Faillite de WeWork aux Etats-Unis : effet domino sur le marché français du bureau flexible ?

Le leader mondial du bureau flexible a annoncé, dans la nuit du 6 au 7 novembre, son dépôt de bilan outre-Atlantique. Que s'est-il passé ? Ses rivaux lorgnent-ils la place de champion du monde ? La filiale française sera-t-elle la prochaine sur la liste ? Le marché français résiste-t-il mieux que le marché américain ? Eléments de réponse.
César Armand
Wework, leader mondial du bureau flexible a annoncé son dépôt de bilan outre-Atlantique.
Wework, leader mondial du bureau flexible a annoncé son dépôt de bilan outre-Atlantique. (Crédits : Reuters)
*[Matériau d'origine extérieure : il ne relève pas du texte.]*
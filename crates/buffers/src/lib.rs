//! Binary buffer utilities for tagpack.
//!
//! # Overview
//!
//! - [`Reader`] - Reads binary data from a byte slice with cursor tracking.
//!   Every read is fallible so that incomplete input surfaces as an error at
//!   the read site instead of a panic.
//! - [`Writer`] - Writes binary data to an auto-growing buffer.
//!
//! # Example
//!
//! ```
//! use tagpack_buffers::{Reader, Writer};
//!
//! // Write some data
//! let mut writer = Writer::new();
//! writer.u8(0x01);
//! writer.utf8("hello");
//! let data = writer.flush();
//!
//! // Read it back
//! let mut reader = Reader::new(&data);
//! assert_eq!(reader.u8(), Ok(0x01));
//! assert_eq!(reader.utf8(5), Ok("hello"));
//! ```

mod reader;
mod writer;

pub use reader::Reader;
pub use writer::Writer;

/// Error type for buffer operations.
#[derive(Debug, Clone, Copy, PartialEq, Eq)]
pub enum BufferError {
    /// Attempted to read past the end of the buffer.
    EndOfBuffer,
    /// Invalid UTF-8 sequence.
    InvalidUtf8,
}

impl std::fmt::Display for BufferError {
    fn fmt(&self, f: &mut std::fmt::Formatter<'_>) -> std::fmt::Result {
        match self {
            BufferError::EndOfBuffer => write!(f, "end of buffer"),
            BufferError::InvalidUtf8 => write!(f, "invalid UTF-8 sequence"),
        }
    }
}

impl std::error::Error for BufferError {}
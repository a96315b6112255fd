//! Binary buffer writer with an auto-growing backing store.

/// A binary buffer writer that appends data to a growing byte buffer.
///
/// Writes are infallible; [`Writer::flush`] hands the accumulated bytes to
/// the caller and leaves the writer empty, ready for reuse.
pub struct Writer {
    buf: Vec<u8>,
}

impl Default for Writer {
    fn default() -> Self {
        Self::new()
    }
}

impl Writer {
    /// Creates a new empty writer.
    pub fn new() -> Self {
        Self { buf: Vec::new() }
    }

    /// Creates a writer with a pre-allocated capacity.
    pub fn with_capacity(capacity: usize) -> Self {
        Self {
            buf: Vec::with_capacity(capacity),
        }
    }

    /// Discards any buffered bytes, keeping the allocation.
    pub fn reset(&mut self) {
        self.buf.clear();
    }

    /// Number of bytes written so far.
    pub fn len(&self) -> usize {
        self.buf.len()
    }

    /// Returns `true` if nothing has been written since the last flush.
    pub fn is_empty(&self) -> bool {
        self.buf.is_empty()
    }

    /// Writes an unsigned 8-bit integer.
    #[inline]
    pub fn u8(&mut self, value: u8) {
        self.buf.push(value);
    }

    /// Writes a byte slice verbatim.
    pub fn bytes(&mut self, bytes: &[u8]) {
        self.buf.extend_from_slice(bytes);
    }

    /// Writes the UTF-8 bytes of a string.
    pub fn utf8(&mut self, text: &str) {
        self.bytes(text.as_bytes());
    }

    /// Takes the accumulated bytes out of the writer.
    pub fn flush(&mut self) -> Vec<u8> {
        std::mem::take(&mut self.buf)
    }
}
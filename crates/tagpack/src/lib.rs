//! tagpack — schema-driven tagged binary record codec.
//!
//! A record type is described once by a [`Schema`]: fields with names,
//! numeric wire tags, and kinds (INT, STRING, ENUM). [`Record`] instances of
//! that type encode to a compact tagged byte sequence and decode back, with
//! absent fields reading as zero values and unknown fields skipped on decode
//! so that newer writers stay compatible with older readers.
//!
//! # Example
//!
//! ```
//! use tagpack::{EnumDomain, Field, FieldKind, Record, Schema};
//!
//! let gender = EnumDomain::new([("MALE", 0), ("FEMALE", 1)]).unwrap();
//! let schema = Schema::new([
//!     Field::new("name", 1, FieldKind::Str),
//!     Field::new("age", 2, FieldKind::Int),
//!     Field::new("gender", 3, FieldKind::Enum(gender)),
//! ])
//! .unwrap();
//!
//! let mut person = Record::new(&schema);
//! person.set_str(1, "Alice").unwrap();
//! person.set_int(2, 24).unwrap();
//! person.set_enum_name(3, "FEMALE").unwrap();
//!
//! let blob = tagpack::encode(&person).unwrap();
//! let back = tagpack::decode(&blob, &schema).unwrap();
//! assert_eq!(back.str(1), "Alice");
//! assert_eq!(back.int(2), 24);
//! assert_eq!(back.enum_name(3), Some("FEMALE"));
//! ```

pub mod constants;

mod decoder;
mod encoder;
mod error;
mod json;
mod record;
mod schema;
mod varint;

pub use decoder::RecordDecoder;
pub use encoder::RecordEncoder;
pub use error::{DecodeError, EncodeError, FieldError, JsonError, SchemaError};
pub use json::{record_from_json, record_to_json};
pub use record::{FieldValue, Record};
pub use schema::{EnumDomain, Field, FieldKind, Schema};

/// Encodes `record` into its wire bytes.
pub fn encode(record: &Record) -> Result<Vec<u8>, EncodeError> {
    let mut encoder = RecordEncoder::new();
    encoder.encode(record)
}

/// Decodes `blob` into a record of `schema`.
pub fn decode<'a>(blob: &[u8], schema: &'a Schema) -> Result<Record<'a>, DecodeError> {
    let decoder = RecordDecoder::new();
    decoder.decode(blob, schema)
}
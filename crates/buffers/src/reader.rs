//! Binary buffer reader with cursor tracking.

use std::str;

use crate::BufferError;

/// A binary buffer reader that reads data from a byte slice.
///
/// The reader maintains a cursor position; every read checks the remaining
/// length first and returns [`BufferError::EndOfBuffer`] when the request
/// cannot be satisfied, leaving the cursor untouched.
pub struct Reader<'a> {
    /// The underlying byte slice.
    pub buf: &'a [u8],
    /// Current cursor position.
    pub x: usize,
}

impl<'a> Reader<'a> {
    /// Creates a new reader for the given byte slice.
    pub fn new(buf: &'a [u8]) -> Self {
        Self { buf, x: 0 }
    }

    /// Returns the number of remaining bytes.
    pub fn remaining(&self) -> usize {
        self.buf.len() - self.x
    }

    /// Returns `true` once the cursor has reached the end of input.
    pub fn is_empty(&self) -> bool {
        self.x >= self.buf.len()
    }

    #[inline]
    fn check(&self, size: usize) -> Result<(), BufferError> {
        if self.remaining() < size {
            Err(BufferError::EndOfBuffer)
        } else {
            Ok(())
        }
    }

    /// Advances the cursor by the given number of bytes.
    pub fn skip(&mut self, size: usize) -> Result<(), BufferError> {
        self.check(size)?;
        self.x += size;
        Ok(())
    }

    /// Reads an unsigned 8-bit integer.
    #[inline]
    pub fn u8(&mut self) -> Result<u8, BufferError> {
        self.check(1)?;
        let val = self.buf[self.x];
        self.x += 1;
        Ok(val)
    }

    /// Returns a subslice of the given size and advances the cursor.
    pub fn bytes(&mut self, size: usize) -> Result<&'a [u8], BufferError> {
        self.check(size)?;
        let start = self.x;
        self.x += size;
        Ok(&self.buf[start..self.x])
    }

    /// Reads a UTF-8 string of the given byte size.
    pub fn utf8(&mut self, size: usize) -> Result<&'a str, BufferError> {
        let bytes = self.bytes(size)?;
        str::from_utf8(bytes).map_err(|_| BufferError::InvalidUtf8)
    }
}

#[cfg(test)]
mod tests {
    use super::*;

    #[test]
    fn test_u8() {
        let data = [0x01, 0x02, 0x03];
        let mut reader = Reader::new(&data);
        assert_eq!(reader.u8(), Ok(0x01));
        assert_eq!(reader.u8(), Ok(0x02));
        assert_eq!(reader.u8(), Ok(0x03));
        assert_eq!(reader.u8(), Err(BufferError::EndOfBuffer));
    }

    #[test]
    fn test_bytes() {
        let data = [0x01, 0x02, 0x03, 0x04];
        let mut reader = Reader::new(&data);
        assert_eq!(reader.bytes(3), Ok(&[0x01, 0x02, 0x03][..]));
        assert_eq!(reader.bytes(2), Err(BufferError::EndOfBuffer));
        assert_eq!(reader.bytes(1), Ok(&[0x04][..]));
    }

    #[test]
    fn test_skip() {
        let data = [0x01, 0x02, 0x03, 0x04];
        let mut reader = Reader::new(&data);
        assert_eq!(reader.skip(2), Ok(()));
        assert_eq!(reader.u8(), Ok(0x03));
        assert_eq!(reader.skip(2), Err(BufferError::EndOfBuffer));
        assert_eq!(reader.remaining(), 1);
    }

    #[test]
    fn test_utf8() {
        let data = b"hello world";
        let mut reader = Reader::new(data);
        assert_eq!(reader.utf8(5), Ok("hello"));
        assert_eq!(reader.utf8(6), Ok(" world"));
        assert!(reader.is_empty());
    }

    #[test]
    fn test_utf8_invalid() {
        let data = [0xc3, 0x28];
        let mut reader = Reader::new(&data);
        assert_eq!(reader.utf8(2), Err(BufferError::InvalidUtf8));
    }

    #[test]
    fn test_failed_read_keeps_cursor() {
        let data = [0x01, 0x02];
        let mut reader = Reader::new(&data);
        assert_eq!(reader.bytes(3), Err(BufferError::EndOfBuffer));
        assert_eq!(reader.x, 0);
        assert_eq!(reader.u8(), Ok(0x01));
    }
}
//! Schema model: immutable field definitions keyed by wire tag.

use std::collections::BTreeMap;

use crate::constants::MAX_TAG;
use crate::error::SchemaError;

/// Ordered mapping from enum member names to their wire codes.
///
/// Code 0 is the zero value: an absent enum field reads as the code-0
/// member, so every domain must declare one.
#[derive(Debug, Clone, PartialEq, Eq)]
pub struct EnumDomain {
    members: Vec<(String, u32)>,
}

impl EnumDomain {
    /// Validates and builds a domain from `(name, code)` pairs.
    pub fn new<N: Into<String>>(
        members: impl IntoIterator<Item = (N, u32)>,
    ) -> Result<Self, SchemaError> {
        let members: Vec<(String, u32)> =
            members.into_iter().map(|(n, c)| (n.into(), c)).collect();
        if members.is_empty() {
            return Err(SchemaError::EmptyEnumDomain);
        }
        for (i, (name, code)) in members.iter().enumerate() {
            for (seen_name, seen_code) in &members[..i] {
                if name == seen_name {
                    return Err(SchemaError::DuplicateEnumName(name.clone()));
                }
                if code == seen_code {
                    return Err(SchemaError::DuplicateEnumCode(*code));
                }
            }
        }
        if !members.iter().any(|(_, code)| *code == 0) {
            return Err(SchemaError::MissingZeroMember);
        }
        Ok(Self { members })
    }

    /// Wire code of `name`, if it is a member.
    pub fn code(&self, name: &str) -> Option<u32> {
        self.members.iter().find(|(n, _)| n == name).map(|(_, c)| *c)
    }

    /// Member name for `code`, if any.
    pub fn name(&self, code: u32) -> Option<&str> {
        self.members
            .iter()
            .find(|(_, c)| *c == code)
            .map(|(n, _)| n.as_str())
    }

    /// Members in declaration order.
    pub fn members(&self) -> impl Iterator<Item = (&str, u32)> {
        self.members.iter().map(|(n, c)| (n.as_str(), *c))
    }
}

/// Primitive wire type of a field.
#[derive(Debug, Clone, PartialEq, Eq)]
pub enum FieldKind {
    Int,
    Str,
    Enum(EnumDomain),
}

/// A single field definition: name, wire tag, kind.
///
/// The tag, not the name, identifies the field on the wire.
#[derive(Debug, Clone, PartialEq, Eq)]
pub struct Field {
    pub name: String,
    pub tag: u32,
    pub kind: FieldKind,
}

impl Field {
    pub fn new(name: impl Into<String>, tag: u32, kind: FieldKind) -> Self {
        Self {
            name: name.into(),
            tag,
            kind,
        }
    }
}

/// An immutable record type: field definitions keyed by tag.
///
/// Defined once and never mutated afterwards, so it can be shared freely by
/// any number of records and concurrent encode/decode calls.
#[derive(Debug, Clone, PartialEq, Eq)]
pub struct Schema {
    fields: BTreeMap<u32, Field>,
}

impl Schema {
    /// Validates and builds a schema from field definitions.
    pub fn new(fields: impl IntoIterator<Item = Field>) -> Result<Self, SchemaError> {
        let mut map: BTreeMap<u32, Field> = BTreeMap::new();
        for field in fields {
            if field.tag == 0 || field.tag > MAX_TAG {
                return Err(SchemaError::TagOutOfRange(field.tag));
            }
            if map.values().any(|f| f.name == field.name) {
                return Err(SchemaError::DuplicateName(field.name));
            }
            let tag = field.tag;
            if map.insert(tag, field).is_some() {
                return Err(SchemaError::DuplicateTag(tag));
            }
        }
        Ok(Self { fields: map })
    }

    /// Field declared under `tag`, if any.
    pub fn field(&self, tag: u32) -> Option<&Field> {
        self.fields.get(&tag)
    }

    /// Field with the given name, if any.
    pub fn field_by_name(&self, name: &str) -> Option<&Field> {
        self.fields.values().find(|f| f.name == name)
    }

    /// Fields in ascending tag order.
    pub fn fields(&self) -> impl Iterator<Item = &Field> {
        self.fields.values()
    }

    pub fn len(&self) -> usize {
        self.fields.len()
    }

    pub fn is_empty(&self) -> bool {
        self.fields.is_empty()
    }
}
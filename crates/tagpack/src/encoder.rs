//! Record encoder.

use tagpack_buffers::Writer;

use crate::constants::{WIRE_KIND_BITS, WIRE_LEN, WIRE_VARINT};
use crate::error::EncodeError;
use crate::record::{FieldValue, Record};
use crate::schema::FieldKind;
use crate::varint::write_varint;

/// Encodes a [`Record`] into its wire form.
///
/// Present fields are written in ascending tag order, each as a header key
/// `(tag << 3) | wire_kind` followed by the payload. Absent fields are
/// omitted entirely; the decoder reads them back as zero values. Equal
/// records always produce byte-identical output.
pub struct RecordEncoder {
    pub writer: Writer,
}

impl Default for RecordEncoder {
    fn default() -> Self {
        Self::new()
    }
}

impl RecordEncoder {
    pub fn new() -> Self {
        Self {
            writer: Writer::new(),
        }
    }

    /// Encodes `record` and returns the wire bytes.
    pub fn encode(&mut self, record: &Record) -> Result<Vec<u8>, EncodeError> {
        self.writer.reset();
        for (tag, value) in record.fields() {
            let kind = record.schema().field(tag).map(|f| &f.kind);
            match (kind, value) {
                (Some(FieldKind::Int), FieldValue::Int(v)) => self.write_int(tag, *v),
                (Some(FieldKind::Str), FieldValue::Str(s)) => self.write_str(tag, s),
                (Some(FieldKind::Enum(_)), FieldValue::Enum(code)) => self.write_enum(tag, *code),
                _ => return Err(EncodeError::KindMismatch(tag)),
            }
        }
        Ok(self.writer.flush())
    }

    fn write_header(&mut self, tag: u32, wire_kind: u8) {
        let key = (u64::from(tag) << WIRE_KIND_BITS) | u64::from(wire_kind);
        write_varint(&mut self.writer, key);
    }

    /// INT payload: the value's two's-complement bits as a varint, so
    /// negative values always take ten bytes.
    fn write_int(&mut self, tag: u32, value: i64) {
        self.write_header(tag, WIRE_VARINT);
        write_varint(&mut self.writer, value as u64);
    }

    fn write_str(&mut self, tag: u32, value: &str) {
        self.write_header(tag, WIRE_LEN);
        write_varint(&mut self.writer, value.len() as u64);
        self.writer.utf8(value);
    }

    fn write_enum(&mut self, tag: u32, code: u32) {
        self.write_header(tag, WIRE_VARINT);
        write_varint(&mut self.writer, u64::from(code));
    }
}
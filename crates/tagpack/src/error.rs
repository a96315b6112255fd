//! Error types for schema construction, record mutation, and the codec.

use tagpack_buffers::BufferError;
use thiserror::Error;

/// Schema construction failure. Fatal to that schema; a schema that
/// constructed successfully never produces these again.
#[derive(Debug, Error, Clone, PartialEq, Eq)]
pub enum SchemaError {
    #[error("field tag {0} is out of range")]
    TagOutOfRange(u32),
    #[error("duplicate field tag {0}")]
    DuplicateTag(u32),
    #[error("duplicate field name `{0}`")]
    DuplicateName(String),
    #[error("enum domain is empty")]
    EmptyEnumDomain,
    #[error("enum domain has no member with code 0")]
    MissingZeroMember,
    #[error("duplicate enum member name `{0}`")]
    DuplicateEnumName(String),
    #[error("duplicate enum member code {0}")]
    DuplicateEnumCode(u32),
}

/// Record mutation failure: the caller asked for a field or value the
/// schema does not declare. Recoverable by the caller.
#[derive(Debug, Error, Clone, PartialEq, Eq)]
pub enum FieldError {
    #[error("tag {0} is not declared in the schema")]
    UnknownTag(u32),
    #[error("value kind does not match the declared kind of tag {0}")]
    KindMismatch(u32),
    #[error("enum code {1} is not a member of the domain of tag {0}")]
    UnknownEnumCode(u32, u32),
    #[error("`{1}` is not a member of the enum domain of tag {0}")]
    UnknownEnumName(u32, String),
}

/// Encode failure. The encoder never silently drops a field; a stored value
/// whose kind disagrees with the schema fails the whole encode call.
#[derive(Debug, Error, Clone, PartialEq, Eq)]
pub enum EncodeError {
    #[error("stored value for tag {0} does not match its declared kind")]
    KindMismatch(u32),
}

/// Decode failure. Any decode error means the input is not a valid record
/// of the schema; [`DecodeError::is_truncation`] separates incomplete input
/// from structurally invalid input.
#[derive(Debug, Error, Clone, PartialEq, Eq)]
pub enum DecodeError {
    #[error("unexpected end of input")]
    UnexpectedEof,
    #[error("field tag 0 is reserved")]
    ZeroTag,
    #[error("varint is longer than 64 bits")]
    VarintTooLong,
    #[error("length prefix {0} exceeds the payload size limit")]
    LengthOverflow(u64),
    #[error("invalid UTF-8 in string payload")]
    InvalidUtf8,
    #[error("reserved wire kind {0}")]
    ReservedWireKind(u8),
}

impl DecodeError {
    /// `true` when the input ended before a header or payload was complete,
    /// `false` for structurally invalid input.
    pub fn is_truncation(&self) -> bool {
        matches!(self, DecodeError::UnexpectedEof)
    }
}

impl From<BufferError> for DecodeError {
    fn from(err: BufferError) -> Self {
        match err {
            BufferError::EndOfBuffer => DecodeError::UnexpectedEof,
            BufferError::InvalidUtf8 => DecodeError::InvalidUtf8,
        }
    }
}

/// Record/JSON conversion failure.
#[derive(Debug, Error, Clone, PartialEq, Eq)]
pub enum JsonError {
    #[error("expected a JSON object")]
    NotAnObject,
    #[error("`{0}` is not a field of the schema")]
    UnknownField(String),
    #[error("JSON value for field `{0}` does not match its declared kind")]
    KindMismatch(String),
    #[error("`{1}` is not a member of the enum domain of field `{0}`")]
    UnknownEnumMember(String, String),
    #[error("integer value for field `{0}` is out of range")]
    IntOutOfRange(String),
}
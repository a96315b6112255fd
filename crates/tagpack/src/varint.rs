//! Base-128 varint encoding over the buffer reader/writer.

use tagpack_buffers::{Reader, Writer};

use crate::constants::MAX_VARINT_LEN;
use crate::error::DecodeError;

/// Writes `value` as a varint, low 7-bit groups first.
pub fn write_varint(writer: &mut Writer, mut value: u64) {
    while value >= 0x80 {
        writer.u8((value as u8) | 0x80);
        value >>= 7;
    }
    writer.u8(value as u8);
}

/// Reads a varint of at most [`MAX_VARINT_LEN`] bytes.
pub fn read_varint(reader: &mut Reader) -> Result<u64, DecodeError> {
    let mut value: u64 = 0;
    for i in 0..MAX_VARINT_LEN {
        let byte = reader.u8()?;
        // the tenth byte may only carry bit 63 and must terminate
        if i == MAX_VARINT_LEN - 1 && byte > 0x01 {
            return Err(DecodeError::VarintTooLong);
        }
        value |= u64::from(byte & 0x7f) << (7 * i);
        if byte & 0x80 == 0 {
            return Ok(value);
        }
    }
    Err(DecodeError::VarintTooLong)
}
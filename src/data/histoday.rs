use chrono::DateTime;
use reqwest::{Client, StatusCode};
use serde::Deserialize;
use std::time::Duration;
use thiserror::Error;

use crate::data::types::{PricePoint, PriceSeries, SeriesError};

#[derive(Debug, Error)]
pub enum FetchError {
    #[error("request to {url} failed: {source}")]
    Http {
        url: String,
        #[source]
        source: reqwest::Error,
    },
    #[error("price history endpoint returned {status}")]
    Status { status: StatusCode },
    #[error("endpoint reported error: {0}")]
    Endpoint(String),
    #[error("malformed response: {0}")]
    Malformed(String),
    #[error("invalid price series: {0}")]
    InvalidSeries(#[from] SeriesError),
}

/// Client for the CryptoCompare `histoday` endpoint.
pub struct HistodayClient {
    client: Client,
    base_url: String,
    api_key: Option<String>,
}

#[derive(Debug, Deserialize)]
struct HistodayResponse {
    #[serde(rename = "Response", default)]
    response: Option<String>,
    #[serde(rename = "Message", default)]
    message: Option<String>,
    #[serde(rename = "Data", default)]
    data: Vec<HistodayRecord>,
}

#[derive(Debug, Deserialize)]
struct HistodayRecord {
    time: i64,
    close: f64,
}

impl HistodayClient {
    pub fn new(base_url: String, api_key: Option<String>, timeout: Duration) -> Result<Self, FetchError> {
        let client = Client::builder()
            .timeout(timeout)
            .build()
            .map_err(|source| FetchError::Http {
                url: base_url.clone(),
                source,
            })?;

        Ok(Self {
            client,
            base_url,
            api_key,
        })
    }

    /// Fetch `limit` days of daily close history for a trading pair.
    ///
    /// One GET, no retry; any failure aborts the fetch.
    pub async fn fetch_daily(
        &self,
        fsym: &str,
        tsym: &str,
        limit: u32,
    ) -> Result<PriceSeries, FetchError> {
        let url = format!(
            "{}/data/histoday?fsym={}&tsym={}&limit={}",
            self.base_url, fsym, tsym, limit
        );

        let mut request = self.client.get(&url);
        if let Some(key) = &self.api_key {
            request = request.header("authorization", format!("Apikey {}", key));
        }

        let response = request.send().await.map_err(|source| FetchError::Http {
            url: url.clone(),
            source,
        })?;

        let status = response.status();
        if !status.is_success() {
            return Err(FetchError::Status { status });
        }

        let body: HistodayResponse =
            response
                .json()
                .await
                .map_err(|e| FetchError::Malformed(e.to_string()))?;

        parse_response(body)
    }
}

/// Convert the endpoint's per-day records into a validated PriceSeries.
///
/// CryptoCompare signals failures in-band with HTTP 200 and
/// `"Response": "Error"`, so that is checked before the payload.
fn parse_response(body: HistodayResponse) -> Result<PriceSeries, FetchError> {
    if body.response.as_deref() == Some("Error") {
        return Err(FetchError::Endpoint(
            body.message.unwrap_or_else(|| "unspecified error".to_string()),
        ));
    }

    let mut points = Vec::with_capacity(body.data.len());
    for record in body.data {
        let timestamp = DateTime::from_timestamp(record.time, 0)
            .ok_or_else(|| FetchError::Malformed(format!("bad epoch timestamp {}", record.time)))?;
        points.push(PricePoint {
            timestamp,
            close: record.close,
        });
    }

    Ok(PriceSeries::new(points)?)
}
mod app;
mod config;
mod dashboard;
mod data;
mod model;

use anyhow::{Context, Result};
use std::net::SocketAddr;

use app::AppContext;
use config::{Config, EnvConfig};
use dashboard::server::{self, DashboardState};

#[tokio::main]
async fn main() -> Result<()> {
    // Initialize tracing
    tracing_subscriber::fmt::init();

    tracing::info!("🚀 Crypto dashboard starting...");

    // Load configuration
    tracing::info!("Loading configuration...");
    let config = Config::load("config.toml")?;
    let env_config = EnvConfig::load()?;

    tracing::info!(
        "Pairs: {}, window length: {}, history limit: {} days",
        config.pairs.len(),
        config.window.length,
        config.api.limit
    );

    // Fetch, predict, and build every chart up front
    let ctx = AppContext::init(&config, &env_config).await?;
    tracing::info!("✅ Built {} charts", ctx.charts.len());

    // Serve the dashboard until ctrl-c
    let addr: SocketAddr = format!("{}:{}", config.system.bind_addr, config.system.port)
        .parse()
        .context("invalid bind_addr/port configuration")?;

    let state = DashboardState::new(ctx.charts);
    tokio::select! {
        result = server::serve(state, addr) => result?,
        _ = tokio::signal::ctrl_c() => {
            tracing::info!("Shutting down...");
        }
    }

    Ok(())
}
La nouvelle est tombée dans la nuit du 6 au 7 novembre : le leader mondial du bureau flexible a annoncé son dépôt de bilan outre-Atlantique. « WeWork et certaines de ses filiales ont entamé une procédure de mise sous protection du ''chapitre 11'' et ont l'intention de déposer une procédure de reconnaissance au Canada dans le cadre de la loi sur les accords entre entreprises et créanciers », a fait savoir le groupe dans une déclaration transmise à la presse.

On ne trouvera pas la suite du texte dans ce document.